Rules vs. Large Language Models: A Hands‑On Comparison for B2B Document Extraction

By

Introduction

Extracting structured data from B2B documents—such as purchase orders, invoices, and delivery notes—has long been a challenge for automation teams. Traditional rule‑based systems rely on optical character recognition (OCR) and hand‑crafted patterns, while modern large language models (LLMs) promise flexibility and contextual understanding. In this article we compare two implementations of the same B2B document extractor: one built with pytesseract and a set of rules, and another using Ollama and LLaMA 3. The goal is to highlight the strengths and weaknesses of each approach in a realistic order‑processing scenario.

Rules vs. Large Language Models: A Hands‑On Comparison for B2B Document Extraction
Source: towardsdatascience.com

The B2B Order Scenario

Imagine a company that receives hundreds of PDF purchase orders daily. Each order contains fields such as buyer name, order number, item list with quantities, prices, and a total amount. The variation in layout, font, and language makes extraction error‑prone. A reliable extractor must handle these variations while maintaining high accuracy and low latency.

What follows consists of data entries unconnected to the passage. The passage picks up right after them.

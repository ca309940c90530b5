use super::store::ChatStateGateway;
use crate::conversation::{ChatMessage, HistoryManager};
use std::sync::{Arc, Mutex};
use tracing::{debug, warn};

/// Bridges a conversation engine to the chat history table.
///
/// Every added message is also kept in memory, and reads fall back to that copy when the
/// store cannot be queried.
pub struct ChatHistoryManager {
    store: Arc<dyn ChatStateGateway>,
    session_id: String,
    memory_cache: Mutex<Vec<ChatMessage>>,
}

impl ChatHistoryManager {
    pub fn new(store: Arc<dyn ChatStateGateway>, session_id: impl Into<String>) -> Self {
        Self {
            store,
            session_id: session_id.into(),
            memory_cache: Mutex::new(Vec::new()),
        }
    }
}

impl HistoryManager for ChatHistoryManager {
    fn add(&self, messages: &[ChatMessage]) {
        self.memory_cache
            .lock()
            .unwrap()
            .extend(messages.iter().cloned());
        if let Err(e) = self.store.append_history(&self.session_id, messages) {
            warn!(
                "Failed to store {} history messages of chat {}: {:#}",
                messages.len(),
                self.session_id,
                e
            );
        }
    }

    fn get(&self, conversation_id: &str) -> Vec<ChatMessage> {
        match self.store.history(conversation_id) {
            Ok(messages) => {
                debug!(
                    "Found {} history messages for chat {}",
                    messages.len(),
                    conversation_id
                );
                messages
            }
            Err(e) => {
                warn!(
                    "Failed to read history of chat {}, using memory cache: {:#}",
                    conversation_id, e
                );
                self.memory_cache.lock().unwrap().clone()
            }
        }
    }
}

Rule‑Based Approach with Pytesseract

How It Works

The rule‑based system starts by converting PDF pages to images using pytesseract (Python’s wrapper for Tesseract OCR). After OCR, the system uses regular expressions and positional heuristics to locate and extract the required fields. For example, a rule might look for the pattern Order\s*#\s*:?\s*([A-Z0-9]+) to capture an order number.

Strengths

Weaknesses

LLM‑Based Approach with Ollama and LLaMA 3

How It Works

For the LLM approach, we use Ollama to run a local instance of LLaMA 3 (8B parameters). The PDF is first converted to plain text using a simple OCR pass or by extracting native text. Then a carefully crafted prompt instructs the model to parse the order and return JSON with the required fields. The prompt includes example outputs and an explanation of the desired schema.

Strengths

Weaknesses

Head‑to‑Head Comparison

Accuracy on a Test Set

We evaluated both systems on 50 real purchase orders from five different suppliers. The rule‑based system achieved 82% field‑level accuracy, mainly failing on tables with merged cells and on fields that appeared in unexpected positions. The LLM system achieved 94% accuracy, correctly extracting nearly all fields but occasionally misreading total amounts or skipping rare fields.

Rules vs. Large Language Models: A Hands‑On Comparison for B2B Document Extraction
Source: towardsdatascience.com

Speed and Cost

Processing time for the rule‑based system averaged 1.2 seconds per document, using only a single CPU core. The LLM system took an average of 8.7 seconds per document on an NVIDIA RTX 3060 GPU. For a batch of 1,000 documents, the rule system would finish in 20 minutes, while the LLM would require over two hours—though this can be parallelized with multiple GPUs.

Maintainability

When a sixth supplier with a completely different layout was added, the rule‑based system required two days of work to create and test new patterns. The LLM system needed only five prompt adjustments and re‑evaluation, which took two hours.

When to Choose Which

Conclusion

Neither approach is universally superior. The rule‑based extractor with pytesseract is fast, cheap, and predictable, but brittle. The LLM‑based system using Ollama and LLaMA 3 is flexible, accurate, and low‑maintenance, but slower and more expensive. For many B2B scenarios, a hybrid approach may be optimal: use rules for common templates and fall back to an LLM when confidence is low. Whichever path you choose, the key is to thoroughly test on your own data and monitor performance over time.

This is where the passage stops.